Earlier this year, Minister for Education Ruairí Quinn moved to reassure teachers their allowances would not be cut when he acknowledged they were currently considered part of their pay.

Teachers have warned that any cuts to allowances will be regarded as a breach of the Croke Park deal on public service pay.

However new entrants to the profession do not enjoy the protection of Croke Park which guarantees no pay cuts or job losses in return for modernisation measures. As a result, the Government can proceed with the non-payment of these allowances to new entrants.

The three teacher unions will meet this week to “devise an appropriate and comprehensive strategy in response to this hugely damaging attack on the profession”. It is not clear though how they can reverse the cutback.

The unions say the cut will affect schools and teaching by demeaning new teachers and eroding goodwill.

This year, the CAO points requirement for primary teaching at St Patrick’s College , Dublin, was down slightly at 470. Entry to most other teaching courses was unchanged. The sluggish demand for teaching is being attributed to the cuts in starting pay and the difficulties experienced by many teaching graduates in finding work.

The teacher unions say allowances are an integral part of salaries reflecting extra work, additional skills and further qualifications.

A teacher starting work this year will be paid €27,814 if employed full time. In 2010, a similarly qualified teacher would have earned €39,195.

The teacher unions say many new teachers will take home far less than this, because up to 30 per cent of second-level teachers work less than full hours and this percentage will continue to rise in the coming years.

Most new teachers who find employment spend a number of years going from job to job trying to secure a permanent teaching position. More than two-thirds of teachers under 30 are on temporary contracts.

The teacher unions say their opposition to the latest pay cut for new teachers is also related to the damage that will be done in attracting the best young graduates to the profession.

“This pay cut runs counter to the Government’s commitment to building a knowledge society,” said Sheila Nunan, general secretary of the INTO. “Slashing teachers’ salaries will not help schools to recruit and keep the best teachers.
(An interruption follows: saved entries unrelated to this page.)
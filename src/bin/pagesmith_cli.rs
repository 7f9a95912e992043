//! Pagesmith CLI
//!
//! Commands: components, check, generate, prompt
//! Outputs JSON to stdout, logs to stderr
//! Returns 2 on validation failure

use clap::{Parser, Subcommand};
use serde::Serialize;
use serde_json::Value;
use std::fs;
use std::path::{Path, PathBuf};
use std::process::ExitCode;
use tracing_subscriber::EnvFilter;

use pagesmith_core::{
    format_report, BackendKind, DemoProvider, GeneratorConfig, GenerationPipeline, Manifest,
    PipelineError, RetryPolicy,
};

#[derive(Parser)]
#[command(name = "pagesmith-cli")]
#[command(about = "Pagesmith CLI - Page Spec Compiler")]
struct Cli {
    #[command(subcommand)]
    command: Commands,

    /// Path to a JSON config file
    #[arg(short, long, global = true)]
    config: Option<PathBuf>,

    /// Path to the component manifest (overrides config)
    #[arg(short, long, global = true)]
    manifest: Option<PathBuf>,
}

#[derive(Subcommand)]
enum Commands {
    /// List manifest components
    Components,

    /// Validate a spec without generating
    Check {
        /// Spec JSON file
        spec: PathBuf,
    },

    /// Generate a page from a spec
    Generate {
        /// Spec JSON file
        spec: PathBuf,

        #[command(flatten)]
        output: OutputArgs,
    },

    /// Generate a page from a free-text prompt
    Prompt {
        /// Prompt text file
        prompt: PathBuf,

        #[command(flatten)]
        output: OutputArgs,
    },
}

#[derive(clap::Args)]
struct OutputArgs {
    /// Output directory
    #[arg(short, long)]
    out: Option<PathBuf>,

    /// Target backend (react or angular)
    #[arg(short, long)]
    backend: Option<BackendKind>,

    /// Run the external formatter on the written file
    #[arg(long)]
    format: bool,

    /// Skip the checks on emitted source
    #[arg(long)]
    no_output_check: bool,
}

impl OutputArgs {
    fn apply(&self, config: &mut GeneratorConfig) {
        if let Some(out) = &self.out {
            config.out_dir = out.clone();
        }
        if let Some(backend) = self.backend {
            config.backend = backend;
        }
        config.format |= self.format;
        if self.no_output_check {
            config.validate_output = false;
        }
    }
}

#[tokio::main]
async fn main() -> ExitCode {
    tracing_subscriber::fmt()
        .with_env_filter(EnvFilter::try_from_default_env().unwrap_or_else(|_| EnvFilter::new("info")))
        .with_writer(std::io::stderr)
        .init();

    let cli = Cli::parse();

    let mut config = match GeneratorConfig::load_or_default(cli.config.as_deref()) {
        Ok(c) => c,
        Err(e) => return fail(&format!("Failed to load config: {}", e)),
    };
    if let Some(manifest) = &cli.manifest {
        config.manifest_path = manifest.clone();
    }
    match &cli.command {
        Commands::Generate { output, .. } | Commands::Prompt { output, .. } => output.apply(&mut config),
        Commands::Components | Commands::Check { .. } => {}
    }

    let manifest = match Manifest::load(&config.manifest_path) {
        Ok(m) => m,
        Err(e) => return fail(&format!("Failed to load manifest: {}", e)),
    };

    let pipeline = GenerationPipeline::with_config(manifest, config);

    match cli.command {
        Commands::Components => {
            let components: Vec<_> = pipeline
                .manifest()
                .list()
                .iter()
                .map(|c| serde_json::json!({
                    "name": c.name,
                    "selector": c.selector,
                    "import": c.import_path,
                    "required": c.required_props().collect::<Vec<_>>(),
                }))
                .collect();

            print_json(&components);
            ExitCode::SUCCESS
        }

        Commands::Check { spec } => {
            let raw = match read_spec(&spec) {
                Ok(v) => v,
                Err(e) => return fail(&e),
            };

            match pipeline.check(&raw) {
                Ok(report) => {
                    eprint!("{}", format_report(&report));
                    print_json(&report);
                    if report.is_valid {
                        ExitCode::SUCCESS
                    } else {
                        ExitCode::from(2)
                    }
                }
                Err(e) => report_failure(&e),
            }
        }

        Commands::Generate { spec, .. } => {
            let raw = match read_spec(&spec) {
                Ok(v) => v,
                Err(e) => return fail(&e),
            };

            match pipeline.run(&pipeline.input_for(raw)) {
                Ok(outcome) => {
                    print_json(&serde_json::json!({ "success": true, "outcome": outcome }));
                    ExitCode::SUCCESS
                }
                Err(e) => report_failure(&e),
            }
        }

        Commands::Prompt { prompt, .. } => {
            let text = match fs::read_to_string(&prompt) {
                Ok(t) => t,
                Err(e) => return fail(&format!("Prompt file not found: {}: {}", prompt.display(), e)),
            };

            tracing::warn!("No model provider configured, using demo spec");
            let policy = RetryPolicy::from(&pipeline.config().retry);
            let provider = DemoProvider::default().into_spec_provider();
            match pipeline.run_from_prompt(&provider, &text, &policy).await {
                Ok(outcome) => {
                    print_json(&serde_json::json!({ "success": true, "outcome": outcome }));
                    ExitCode::SUCCESS
                }
                Err(e) => report_failure(&e),
            }
        }
    }
}

fn read_spec(path: &Path) -> Result<Value, String> {
    let content = fs::read_to_string(path)
        .map_err(|e| format!("Failed to read spec {}: {}", path.display(), e))?;
    serde_json::from_str(&content).map_err(|e| format!("Invalid spec JSON: {}", e))
}

fn print_json<T: Serialize>(value: &T) {
    match serde_json::to_string_pretty(value) {
        Ok(s) => println!("{}", s),
        Err(e) => eprintln!("Failed to serialize output: {}", e),
    }
}

fn fail(message: &str) -> ExitCode {
    print_json(&serde_json::json!({ "success": false, "error": message }));
    ExitCode::FAILURE
}

/// Validation failures exit 2 with every finding; anything else exits 1.
fn report_failure(err: &PipelineError) -> ExitCode {
    match err {
        PipelineError::Structure(violations) => {
            print_json(&serde_json::json!({ "success": false, "error": err.to_string(), "violations": violations }));
            ExitCode::from(2)
        }
        PipelineError::QualityGate(report) => {
            eprint!("{}", format_report(report));
            print_json(&serde_json::json!({ "success": false, "error": err.to_string(), "report": report }));
            ExitCode::from(2)
        }
        other => fail(&other.to_string()),
    }
}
In the long term this decision will affect the quality of education for Irish students.”

TUI general secretary John Mac Gabhann said that where once teachers applied for secure jobs, the vast majority of new entrants to the profession were now forced to apply for low numbers of hours with no guarantee of their services being retained for the next school year.

Almost half of the €500 million paid annually in allowances to teachers is for their qualifications. Teachers are paid separately for their degree, postgraduate and doctorate qualifications.

Other allowances include about €200 million a year in management allowances and more than €75 million a year in allowances for supervision duties.

Earlier this year, Mr Quinn pointed out that allowances in education such as for teachers in posts of responsibility, deputy principals and principals were considered part of their pay.